Politics has always been a shame-inducing yet important business. Political journalism is, in fact, the same.
Regrettably, political journalism seems to have lost its way, fixating on the trivial issue of who said what about whom. The headlines are filled with petty squabbles like “Vance Insults Harris” or “Walz Fires Back at Vance”. This is not the serious, policy-oriented journalism our democracy needs.
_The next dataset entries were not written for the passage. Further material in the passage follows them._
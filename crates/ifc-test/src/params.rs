//! Regression test parameters and operations

use crate::error::{TestError, TestResult};
use ifc_core::{ColorVolume, Mask, Matrix};

/// Regression test parameters
///
/// This structure tracks the state of a regression test, including
/// the test name, current index, and success status.
pub struct RegParams {
    /// Name of the test (e.g., "resize")
    pub test_name: String,
    /// Current test index (incremented before each test)
    index: usize,
    /// Overall success status
    success: bool,
    /// Recorded failures
    failures: Vec<String>,
}

impl RegParams {
    /// Create new regression test parameters
    ///
    /// # Arguments
    ///
    /// * `test_name` - Name of the test (e.g., "resize")
    pub fn new(test_name: &str) -> Self {
        eprintln!();
        eprintln!("////////////////////////////////////////////////");
        eprintln!("////////////////   {}_reg   ///////////////", test_name);
        eprintln!("////////////////////////////////////////////////");

        Self {
            test_name: test_name.to_string(),
            index: 0,
            success: true,
            failures: Vec::new(),
        }
    }

    /// Get the current test index
    pub fn index(&self) -> usize {
        self.index
    }

    fn fail(&mut self, msg: String) -> bool {
        eprintln!("{}", msg);
        self.failures.push(msg);
        self.success = false;
        false
    }

    /// Compare two floating-point values
    ///
    /// # Arguments
    ///
    /// * `expected` - Expected value
    /// * `actual` - Actual computed value
    /// * `delta` - Maximum allowed difference
    ///
    /// # Returns
    ///
    /// `true` if values match within delta, `false` otherwise.
    pub fn compare_values(&mut self, expected: f64, actual: f64, delta: f64) -> bool {
        self.index += 1;
        let diff = (expected - actual).abs();

        if diff > delta {
            let msg = format!(
                "Failure in {}_reg: value comparison for index {}\n\
                 difference = {} but allowed delta = {}\n\
                 expected = {}, actual = {}",
                self.test_name, self.index, diff, delta, expected, actual
            );
            self.fail(msg)
        } else {
            true
        }
    }

    /// Compare two matrices for exact equality of shape and elements
    ///
    /// Masks are not compared; use [`compare_mask`](Self::compare_mask).
    pub fn compare_matrix(&mut self, expected: &Matrix, actual: &Matrix) -> bool {
        self.index += 1;

        if expected.dimensions() != actual.dimensions() {
            let msg = format!(
                "Failure in {}_reg: matrix comparison for index {} - dimension mismatch: \
                 expected {}x{}, actual {}x{}",
                self.test_name,
                self.index,
                expected.rows(),
                expected.cols(),
                actual.rows(),
                actual.cols()
            );
            return self.fail(msg);
        }

        let cols = expected.cols() as usize;
        let mismatch = expected
            .data()
            .iter()
            .zip(actual.data())
            .position(|(a, b)| a != b);
        if let Some(i) = mismatch {
            let msg = format!(
                "Failure in {}_reg: matrix comparison for index {} - element mismatch at ({}, {})",
                self.test_name,
                self.index,
                i / cols,
                i % cols
            );
            return self.fail(msg);
        }

        true
    }

    /// Compare two color volumes, allowing `delta` per component
    pub fn compare_volume(&mut self, expected: &ColorVolume, actual: &ColorVolume, delta: f64) -> bool {
        self.index += 1;

        if expected.shape() != actual.shape() {
            let msg = format!(
                "Failure in {}_reg: volume comparison for index {} - shape mismatch: \
                 expected {:?}, actual {:?}",
                self.test_name,
                self.index,
                expected.shape(),
                actual.shape()
            );
            return self.fail(msg);
        }

        let mismatch = expected
            .data()
            .iter()
            .zip(actual.data())
            .position(|(a, b)| (a - b).abs() > delta);
        if let Some(i) = mismatch {
            let msg = format!(
                "Failure in {}_reg: volume comparison for index {} - component {} differs by more than {}",
                self.test_name, self.index, i, delta
            );
            return self.fail(msg);
        }

        true
    }

    /// Check that `actual` carries the same mask payload as `expected`
    pub fn compare_mask(&mut self, expected: &Matrix, actual: Option<&Mask>) -> bool {
        self.index += 1;

        if expected.mask() != actual {
            let msg = format!(
                "Failure in {}_reg: mask comparison for index {}",
                self.test_name, self.index
            );
            return self.fail(msg);
        }

        true
    }

    /// Clean up and report results
    ///
    /// # Returns
    ///
    /// `true` if all tests passed, `false` if any failed.
    pub fn cleanup(self) -> bool {
        if self.success {
            eprintln!("SUCCESS: {}_reg", self.test_name);
        } else {
            eprintln!("FAILURE: {}_reg", self.test_name);
            for failure in &self.failures {
                eprintln!("  {}", failure);
            }
        }
        eprintln!();

        self.success
    }

    /// Like [`cleanup`](Self::cleanup), but returns the failure as an error.
    pub fn finish(self) -> TestResult<()> {
        let count = self.failures.len();
        let test_name = self.test_name.clone();
        if self.cleanup() {
            Ok(())
        } else {
            Err(TestError::Failed { test_name, count })
        }
    }

    /// Check if all tests have passed so far
    pub fn is_success(&self) -> bool {
        self.success
    }

    /// Get list of failures
    pub fn failures(&self) -> &[String] {
        &self.failures
    }
}

#[cfg(test)]
mod tests {
    use super::*;

    #[test]
    fn test_compare_values_success() {
        let mut rp = RegParams::new("test");
        assert!(rp.compare_values(100.0, 100.0, 0.0));
        assert!(rp.is_success());
    }

    #[test]
    fn test_compare_values_within_delta() {
        let mut rp = RegParams::new("test");
        assert!(rp.compare_values(100.0, 100.5, 1.0));
        assert!(rp.is_success());
    }

    #[test]
    fn test_compare_values_failure() {
        let mut rp = RegParams::new("test");
        assert!(!rp.compare_values(100.0, 200.0, 0.0));
        assert!(!rp.is_success());
        assert_eq!(rp.failures().len(), 1);
    }

    #[test]
    fn test_compare_matrix() {
        let mut rp = RegParams::new("test");
        let a = Matrix::from_rows(&[[1.0, 2.0], [3.0, 4.0]]).unwrap();
        let b = Matrix::from_rows(&[[1.0, 2.0], [3.0, 5.0]]).unwrap();
        let c = Matrix::new(2, 3).unwrap();
        assert!(rp.compare_matrix(&a, &a.clone()));
        assert!(!rp.compare_matrix(&a, &b));
        assert!(rp.failures()[0].contains("(1, 1)"));
        assert!(!rp.compare_matrix(&a, &c));
        assert_eq!(rp.index(), 3);
        assert!(rp.finish().is_err());
    }
}
//! ifc-test - Regression test framework for the ifc crates
//!
//! Each integration test creates a [`RegParams`], runs a numbered series
//! of comparisons, and asserts on [`RegParams::cleanup`]. Failures are
//! collected instead of panicking at the first mismatch, so one run
//! reports every broken comparison.
//!
//! # Usage
//!
//! ```
//! use ifc_test::RegParams;
//!
//! let mut rp = RegParams::new("crop");
//! rp.compare_values(4.0, 4.0, 0.0);
//! assert!(rp.cleanup());
//! ```

mod error;
mod params;

pub use error::{TestError, TestResult};
pub use params::RegParams;

use ifc_core::Matrix;

/// Build a `rows x cols` matrix whose element `(r, c)` is `r * cols + c`.
///
/// Distinct values make it easy to check where a region came from.
pub fn numbered_matrix(rows: u32, cols: u32) -> TestResult<Matrix> {
    Matrix::from_fn(rows, cols, |r, c| f64::from(r * cols + c)).map_err(|source| {
        TestError::Fixture {
            name: format!("numbered {rows}x{cols}"),
            source,
        }
    })
}

/// Build a `rows x cols` matrix of intensities spread evenly over `[0, 1]`.
pub fn gradient_matrix(rows: u32, cols: u32) -> TestResult<Matrix> {
    let last = f64::from((rows * cols).saturating_sub(1).max(1));
    Matrix::from_fn(rows, cols, |r, c| f64::from(r * cols + c) / last).map_err(|source| {
        TestError::Fixture {
            name: format!("gradient {rows}x{cols}"),
            source,
        }
    })
}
After spending a good part of the last three decades in and around the political arena, I confidently state that politicians, especially candidates, are prone to saying insulting, harmful, and untrue things about their opponents. Yet the media continues to inundate its often over-stimulated audience with stories about the negative stuff Vance or his surrogates have said about Walz, and vice versa.
It’s their nature.
The only way that something any candidate’s campaign says about its opponent becomes newsworthy is if it is not part of their nature. In other words, as I look at the media coverage, the only comment from Vance that would be newsworthy is if he said, “This Walz guy is the second coming of the deity’s child, and I think everyone should vote for him. I’ll go back to Appalachia and write a campaign memoir.” That would deserve blockbuster headlines equal to an asteroid hurtling toward us to start a new ice age.
Yet, this is the current state of political journalism, where the focus is on what candidates say rather than the policies they support. It’s time for a shift. When a candidate makes a negative comment about their opponent, it shouldn’t be headline news. We need a political journalism that prioritizes policy over petty squabbles.
A maxim in journalism for more than a century is, “When a dog bites a man, that is not news because it happens so often. But if a man bites a dog, that is news.” It’s a dog’s nature to bite. Political journalists make news out of the dog bites man sort daily.
I soon expect a headline that ignores the nature of our canine friends the way they do with political candidates. It’ll look like this: Dog Lifts Leg, Pees on Fire Hydrant.
When politicians say negative things about their opponents, it’s time for journalists to say, “So what? They’re just pissing on a fire hydrant, folks.”